_EXERCISE PROMPT:_ Using the data below, copy every line that contains the word "MissingPlaceholder".

********************

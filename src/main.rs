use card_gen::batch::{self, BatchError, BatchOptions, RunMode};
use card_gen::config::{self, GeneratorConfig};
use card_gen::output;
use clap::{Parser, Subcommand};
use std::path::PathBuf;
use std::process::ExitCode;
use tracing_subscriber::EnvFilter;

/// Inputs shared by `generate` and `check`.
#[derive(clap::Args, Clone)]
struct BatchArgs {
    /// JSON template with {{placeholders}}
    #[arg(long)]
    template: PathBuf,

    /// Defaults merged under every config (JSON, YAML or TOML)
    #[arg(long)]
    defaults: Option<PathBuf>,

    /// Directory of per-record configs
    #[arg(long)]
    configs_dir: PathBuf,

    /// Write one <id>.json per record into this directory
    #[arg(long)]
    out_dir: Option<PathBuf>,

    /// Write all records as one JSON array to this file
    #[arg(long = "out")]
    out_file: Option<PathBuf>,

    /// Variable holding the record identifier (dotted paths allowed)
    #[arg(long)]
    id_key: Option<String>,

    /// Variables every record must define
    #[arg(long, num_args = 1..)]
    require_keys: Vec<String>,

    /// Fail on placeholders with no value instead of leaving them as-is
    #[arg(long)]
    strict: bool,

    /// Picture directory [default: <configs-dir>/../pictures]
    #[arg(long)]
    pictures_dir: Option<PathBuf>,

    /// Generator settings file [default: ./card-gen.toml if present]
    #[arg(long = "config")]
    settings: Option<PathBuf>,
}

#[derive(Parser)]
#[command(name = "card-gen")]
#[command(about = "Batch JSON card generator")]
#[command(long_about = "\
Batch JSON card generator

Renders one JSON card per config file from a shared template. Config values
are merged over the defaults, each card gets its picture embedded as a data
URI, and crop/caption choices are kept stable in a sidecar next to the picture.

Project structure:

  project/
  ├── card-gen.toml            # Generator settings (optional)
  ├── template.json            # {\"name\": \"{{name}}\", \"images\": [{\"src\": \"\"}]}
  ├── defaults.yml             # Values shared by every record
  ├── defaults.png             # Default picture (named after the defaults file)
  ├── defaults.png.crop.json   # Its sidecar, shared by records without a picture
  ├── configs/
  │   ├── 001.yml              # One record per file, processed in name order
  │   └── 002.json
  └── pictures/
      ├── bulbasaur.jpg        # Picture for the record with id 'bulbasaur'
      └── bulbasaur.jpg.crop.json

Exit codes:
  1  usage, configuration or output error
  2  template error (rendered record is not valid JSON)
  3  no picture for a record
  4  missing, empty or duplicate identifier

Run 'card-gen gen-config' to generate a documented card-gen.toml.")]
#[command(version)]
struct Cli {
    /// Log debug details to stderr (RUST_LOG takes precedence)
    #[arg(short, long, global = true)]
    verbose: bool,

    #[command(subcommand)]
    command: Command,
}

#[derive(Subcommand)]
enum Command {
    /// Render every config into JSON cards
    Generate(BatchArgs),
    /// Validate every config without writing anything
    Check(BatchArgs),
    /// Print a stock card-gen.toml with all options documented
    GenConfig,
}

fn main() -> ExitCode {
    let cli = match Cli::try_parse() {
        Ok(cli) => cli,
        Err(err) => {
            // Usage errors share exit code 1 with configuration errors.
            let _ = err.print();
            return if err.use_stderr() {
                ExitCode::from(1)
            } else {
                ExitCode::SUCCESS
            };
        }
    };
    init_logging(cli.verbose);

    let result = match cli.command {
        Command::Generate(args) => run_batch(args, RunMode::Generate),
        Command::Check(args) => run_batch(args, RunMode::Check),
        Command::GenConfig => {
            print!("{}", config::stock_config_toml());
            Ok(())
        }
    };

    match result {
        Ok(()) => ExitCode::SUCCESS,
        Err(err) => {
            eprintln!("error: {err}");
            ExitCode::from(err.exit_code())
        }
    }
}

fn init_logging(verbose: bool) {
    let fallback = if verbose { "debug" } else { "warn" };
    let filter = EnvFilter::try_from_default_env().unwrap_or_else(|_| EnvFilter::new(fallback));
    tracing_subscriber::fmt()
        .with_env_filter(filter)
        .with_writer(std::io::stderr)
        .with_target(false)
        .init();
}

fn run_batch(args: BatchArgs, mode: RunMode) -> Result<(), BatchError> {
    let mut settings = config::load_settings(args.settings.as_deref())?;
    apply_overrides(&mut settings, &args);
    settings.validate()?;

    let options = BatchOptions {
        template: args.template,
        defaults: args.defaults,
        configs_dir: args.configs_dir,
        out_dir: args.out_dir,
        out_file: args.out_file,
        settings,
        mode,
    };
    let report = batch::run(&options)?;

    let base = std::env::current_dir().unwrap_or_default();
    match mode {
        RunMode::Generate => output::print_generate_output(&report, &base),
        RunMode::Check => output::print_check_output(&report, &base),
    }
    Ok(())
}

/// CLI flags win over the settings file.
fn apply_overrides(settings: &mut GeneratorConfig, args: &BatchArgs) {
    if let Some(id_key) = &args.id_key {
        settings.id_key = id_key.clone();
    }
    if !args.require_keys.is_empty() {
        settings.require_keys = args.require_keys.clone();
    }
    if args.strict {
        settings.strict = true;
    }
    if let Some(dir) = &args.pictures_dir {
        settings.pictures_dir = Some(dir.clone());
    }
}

********************

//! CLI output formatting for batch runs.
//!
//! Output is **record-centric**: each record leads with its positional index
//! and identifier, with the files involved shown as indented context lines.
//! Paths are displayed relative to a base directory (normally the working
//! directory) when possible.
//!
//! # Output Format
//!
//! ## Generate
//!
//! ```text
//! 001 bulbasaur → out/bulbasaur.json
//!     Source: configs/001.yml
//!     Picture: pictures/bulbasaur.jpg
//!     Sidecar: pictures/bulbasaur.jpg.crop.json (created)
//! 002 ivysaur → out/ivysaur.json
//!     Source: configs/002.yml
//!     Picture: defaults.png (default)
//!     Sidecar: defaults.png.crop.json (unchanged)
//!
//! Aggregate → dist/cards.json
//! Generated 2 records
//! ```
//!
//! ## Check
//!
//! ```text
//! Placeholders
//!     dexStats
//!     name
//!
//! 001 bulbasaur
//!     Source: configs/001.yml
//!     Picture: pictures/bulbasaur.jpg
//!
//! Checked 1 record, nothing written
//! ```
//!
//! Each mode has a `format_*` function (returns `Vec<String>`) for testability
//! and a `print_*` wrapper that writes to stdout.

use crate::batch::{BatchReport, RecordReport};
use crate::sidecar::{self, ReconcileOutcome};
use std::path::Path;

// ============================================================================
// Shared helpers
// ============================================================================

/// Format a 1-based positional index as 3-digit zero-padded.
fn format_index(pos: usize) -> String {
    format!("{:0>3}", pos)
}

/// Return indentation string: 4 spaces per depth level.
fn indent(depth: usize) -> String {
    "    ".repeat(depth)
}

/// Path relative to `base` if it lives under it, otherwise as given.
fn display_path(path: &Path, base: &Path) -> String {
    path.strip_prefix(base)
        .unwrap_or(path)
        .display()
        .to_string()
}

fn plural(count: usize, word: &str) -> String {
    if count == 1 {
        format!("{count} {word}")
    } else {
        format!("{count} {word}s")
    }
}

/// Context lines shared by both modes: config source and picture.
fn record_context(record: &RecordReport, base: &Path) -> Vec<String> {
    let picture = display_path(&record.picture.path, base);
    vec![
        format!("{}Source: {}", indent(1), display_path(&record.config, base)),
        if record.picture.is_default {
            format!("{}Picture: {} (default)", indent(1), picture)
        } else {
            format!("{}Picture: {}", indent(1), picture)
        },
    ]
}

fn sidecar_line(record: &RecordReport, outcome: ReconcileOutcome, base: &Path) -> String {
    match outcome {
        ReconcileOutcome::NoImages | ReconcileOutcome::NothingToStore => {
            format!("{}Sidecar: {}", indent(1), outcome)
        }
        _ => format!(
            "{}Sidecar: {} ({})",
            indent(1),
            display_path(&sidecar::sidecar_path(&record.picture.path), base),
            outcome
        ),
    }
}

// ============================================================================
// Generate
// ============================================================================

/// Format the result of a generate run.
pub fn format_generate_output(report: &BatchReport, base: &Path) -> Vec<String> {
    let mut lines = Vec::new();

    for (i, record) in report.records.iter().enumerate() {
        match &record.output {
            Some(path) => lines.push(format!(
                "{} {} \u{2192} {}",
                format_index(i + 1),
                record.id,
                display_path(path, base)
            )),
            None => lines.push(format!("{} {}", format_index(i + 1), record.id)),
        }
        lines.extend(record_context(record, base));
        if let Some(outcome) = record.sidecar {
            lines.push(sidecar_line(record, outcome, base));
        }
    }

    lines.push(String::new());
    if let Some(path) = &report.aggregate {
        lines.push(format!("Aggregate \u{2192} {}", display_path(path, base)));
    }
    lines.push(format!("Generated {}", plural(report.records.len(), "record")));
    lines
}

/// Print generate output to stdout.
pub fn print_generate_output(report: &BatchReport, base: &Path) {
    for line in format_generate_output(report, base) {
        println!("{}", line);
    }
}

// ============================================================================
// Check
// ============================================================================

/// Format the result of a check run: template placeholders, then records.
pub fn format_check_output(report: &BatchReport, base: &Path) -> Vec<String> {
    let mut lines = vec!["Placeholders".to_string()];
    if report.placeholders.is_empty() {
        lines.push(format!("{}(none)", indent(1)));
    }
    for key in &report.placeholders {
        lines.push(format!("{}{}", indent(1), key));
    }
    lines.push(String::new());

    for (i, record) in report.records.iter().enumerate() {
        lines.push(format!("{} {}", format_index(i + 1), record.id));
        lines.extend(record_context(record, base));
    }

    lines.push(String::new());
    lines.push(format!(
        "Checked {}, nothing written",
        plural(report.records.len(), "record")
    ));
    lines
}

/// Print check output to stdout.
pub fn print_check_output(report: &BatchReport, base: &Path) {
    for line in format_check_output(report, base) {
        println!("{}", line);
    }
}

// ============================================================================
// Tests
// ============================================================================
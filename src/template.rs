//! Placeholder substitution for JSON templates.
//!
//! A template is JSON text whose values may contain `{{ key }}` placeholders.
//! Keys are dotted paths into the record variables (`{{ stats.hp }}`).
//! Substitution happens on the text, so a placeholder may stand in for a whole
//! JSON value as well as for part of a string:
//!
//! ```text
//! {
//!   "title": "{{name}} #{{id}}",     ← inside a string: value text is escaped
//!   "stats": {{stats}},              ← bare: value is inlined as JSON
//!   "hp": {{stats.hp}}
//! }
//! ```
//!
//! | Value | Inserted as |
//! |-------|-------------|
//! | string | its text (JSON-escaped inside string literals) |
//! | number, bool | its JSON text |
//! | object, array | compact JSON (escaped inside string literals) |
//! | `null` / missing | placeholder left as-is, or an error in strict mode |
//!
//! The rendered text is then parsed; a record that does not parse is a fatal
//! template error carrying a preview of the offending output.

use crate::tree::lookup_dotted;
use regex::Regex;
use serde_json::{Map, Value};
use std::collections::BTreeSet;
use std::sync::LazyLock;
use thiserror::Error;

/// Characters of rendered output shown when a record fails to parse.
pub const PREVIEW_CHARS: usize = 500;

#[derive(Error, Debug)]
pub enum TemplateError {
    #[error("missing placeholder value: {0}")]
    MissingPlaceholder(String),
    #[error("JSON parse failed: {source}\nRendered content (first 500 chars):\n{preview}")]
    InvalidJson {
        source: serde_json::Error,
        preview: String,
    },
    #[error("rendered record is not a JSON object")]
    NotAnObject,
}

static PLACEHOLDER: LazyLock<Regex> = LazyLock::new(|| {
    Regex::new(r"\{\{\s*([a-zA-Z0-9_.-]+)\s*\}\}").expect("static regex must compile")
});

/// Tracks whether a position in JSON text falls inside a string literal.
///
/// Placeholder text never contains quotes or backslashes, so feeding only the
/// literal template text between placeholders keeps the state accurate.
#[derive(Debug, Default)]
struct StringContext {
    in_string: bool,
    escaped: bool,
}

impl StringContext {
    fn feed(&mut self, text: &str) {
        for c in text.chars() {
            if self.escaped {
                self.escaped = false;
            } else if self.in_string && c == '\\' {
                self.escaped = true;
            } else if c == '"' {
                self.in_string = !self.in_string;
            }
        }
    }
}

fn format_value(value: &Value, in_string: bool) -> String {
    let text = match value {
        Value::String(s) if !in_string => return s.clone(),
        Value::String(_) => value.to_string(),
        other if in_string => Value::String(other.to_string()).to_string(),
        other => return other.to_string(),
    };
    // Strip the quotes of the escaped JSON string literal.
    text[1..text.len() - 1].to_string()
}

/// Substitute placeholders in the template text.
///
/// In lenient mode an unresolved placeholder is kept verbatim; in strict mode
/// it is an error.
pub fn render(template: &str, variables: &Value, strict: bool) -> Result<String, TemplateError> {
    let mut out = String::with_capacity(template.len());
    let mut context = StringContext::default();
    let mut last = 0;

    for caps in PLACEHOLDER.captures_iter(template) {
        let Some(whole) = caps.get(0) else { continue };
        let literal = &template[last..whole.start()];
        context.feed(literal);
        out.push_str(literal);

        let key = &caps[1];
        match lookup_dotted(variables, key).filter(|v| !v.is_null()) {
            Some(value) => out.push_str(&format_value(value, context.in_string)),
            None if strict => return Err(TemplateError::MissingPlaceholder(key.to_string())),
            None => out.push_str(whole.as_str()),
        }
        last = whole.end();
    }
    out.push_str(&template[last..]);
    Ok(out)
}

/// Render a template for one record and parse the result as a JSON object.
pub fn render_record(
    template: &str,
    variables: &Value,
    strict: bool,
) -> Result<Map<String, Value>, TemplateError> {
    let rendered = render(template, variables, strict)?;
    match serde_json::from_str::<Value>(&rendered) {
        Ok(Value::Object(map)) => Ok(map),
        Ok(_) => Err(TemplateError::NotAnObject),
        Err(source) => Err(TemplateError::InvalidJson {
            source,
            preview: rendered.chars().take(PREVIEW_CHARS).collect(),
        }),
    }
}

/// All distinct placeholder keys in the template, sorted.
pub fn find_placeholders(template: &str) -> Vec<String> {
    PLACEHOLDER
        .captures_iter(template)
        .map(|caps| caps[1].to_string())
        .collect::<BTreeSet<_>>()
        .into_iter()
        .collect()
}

********************

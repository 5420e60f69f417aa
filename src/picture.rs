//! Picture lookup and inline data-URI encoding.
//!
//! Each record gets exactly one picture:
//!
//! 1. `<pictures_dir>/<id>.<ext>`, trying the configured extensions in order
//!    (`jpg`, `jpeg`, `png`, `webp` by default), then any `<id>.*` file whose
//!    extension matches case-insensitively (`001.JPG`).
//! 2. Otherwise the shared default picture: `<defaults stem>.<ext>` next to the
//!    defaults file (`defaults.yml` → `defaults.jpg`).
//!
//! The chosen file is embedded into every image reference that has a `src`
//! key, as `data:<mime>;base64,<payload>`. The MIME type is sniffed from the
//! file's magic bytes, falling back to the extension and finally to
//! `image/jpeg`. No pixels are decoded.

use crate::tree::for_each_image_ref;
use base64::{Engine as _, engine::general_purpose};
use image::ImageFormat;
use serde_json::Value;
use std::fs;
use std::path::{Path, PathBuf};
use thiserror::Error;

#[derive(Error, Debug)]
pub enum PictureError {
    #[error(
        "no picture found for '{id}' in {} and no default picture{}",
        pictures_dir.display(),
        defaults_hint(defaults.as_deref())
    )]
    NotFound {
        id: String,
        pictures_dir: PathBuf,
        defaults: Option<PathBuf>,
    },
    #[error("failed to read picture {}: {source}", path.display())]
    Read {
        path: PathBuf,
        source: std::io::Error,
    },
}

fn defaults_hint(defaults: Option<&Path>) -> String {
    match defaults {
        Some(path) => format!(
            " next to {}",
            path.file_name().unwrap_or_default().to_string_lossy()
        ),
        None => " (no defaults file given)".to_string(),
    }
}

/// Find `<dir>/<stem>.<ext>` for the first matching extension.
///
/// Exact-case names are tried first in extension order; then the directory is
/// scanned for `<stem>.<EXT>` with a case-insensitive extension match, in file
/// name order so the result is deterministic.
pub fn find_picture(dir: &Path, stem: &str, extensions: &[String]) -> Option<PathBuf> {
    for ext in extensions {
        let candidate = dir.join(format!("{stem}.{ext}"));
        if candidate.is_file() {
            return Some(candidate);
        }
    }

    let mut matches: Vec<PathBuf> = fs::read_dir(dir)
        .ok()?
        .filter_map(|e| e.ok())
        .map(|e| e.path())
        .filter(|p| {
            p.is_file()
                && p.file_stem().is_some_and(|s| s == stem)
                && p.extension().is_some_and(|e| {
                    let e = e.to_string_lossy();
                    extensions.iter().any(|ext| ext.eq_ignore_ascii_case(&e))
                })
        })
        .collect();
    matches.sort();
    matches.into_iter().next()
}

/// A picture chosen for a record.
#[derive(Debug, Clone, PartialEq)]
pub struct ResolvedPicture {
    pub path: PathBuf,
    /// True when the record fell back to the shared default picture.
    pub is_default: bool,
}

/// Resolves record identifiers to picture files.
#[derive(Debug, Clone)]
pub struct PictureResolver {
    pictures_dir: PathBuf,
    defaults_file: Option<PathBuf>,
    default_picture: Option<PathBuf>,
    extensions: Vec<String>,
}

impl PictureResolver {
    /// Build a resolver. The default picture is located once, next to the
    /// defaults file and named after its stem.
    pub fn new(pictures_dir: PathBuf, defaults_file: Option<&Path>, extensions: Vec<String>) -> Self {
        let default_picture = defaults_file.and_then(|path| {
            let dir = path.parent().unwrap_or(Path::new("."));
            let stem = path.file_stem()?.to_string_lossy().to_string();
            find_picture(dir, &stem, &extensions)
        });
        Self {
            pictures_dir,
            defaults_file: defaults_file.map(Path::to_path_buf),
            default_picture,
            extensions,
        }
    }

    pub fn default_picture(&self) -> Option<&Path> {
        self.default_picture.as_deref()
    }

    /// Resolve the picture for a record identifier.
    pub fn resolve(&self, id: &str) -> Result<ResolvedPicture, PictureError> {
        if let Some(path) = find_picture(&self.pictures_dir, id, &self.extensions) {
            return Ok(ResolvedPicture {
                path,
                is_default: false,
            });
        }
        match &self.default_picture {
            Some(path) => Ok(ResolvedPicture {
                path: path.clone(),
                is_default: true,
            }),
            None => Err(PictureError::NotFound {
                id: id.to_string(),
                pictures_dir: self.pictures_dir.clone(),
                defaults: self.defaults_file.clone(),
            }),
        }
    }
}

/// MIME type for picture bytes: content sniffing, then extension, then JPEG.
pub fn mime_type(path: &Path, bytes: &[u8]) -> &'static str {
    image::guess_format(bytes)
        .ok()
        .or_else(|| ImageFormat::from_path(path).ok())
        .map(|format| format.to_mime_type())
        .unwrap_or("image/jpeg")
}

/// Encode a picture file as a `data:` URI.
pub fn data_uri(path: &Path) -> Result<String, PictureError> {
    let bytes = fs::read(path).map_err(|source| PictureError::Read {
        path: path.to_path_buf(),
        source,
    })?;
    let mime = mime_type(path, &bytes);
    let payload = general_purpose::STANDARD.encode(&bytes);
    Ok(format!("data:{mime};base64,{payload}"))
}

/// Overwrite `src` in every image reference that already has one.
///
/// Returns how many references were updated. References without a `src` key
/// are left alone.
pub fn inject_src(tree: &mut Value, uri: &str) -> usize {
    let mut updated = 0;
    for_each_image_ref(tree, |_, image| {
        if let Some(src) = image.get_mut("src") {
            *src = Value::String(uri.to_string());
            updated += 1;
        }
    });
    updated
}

********************

_RESULT FOR THIS EXERCISE:_
    MissingPlaceholder(String),
            None if strict => return Err(TemplateError::MissingPlaceholder(key.to_string())),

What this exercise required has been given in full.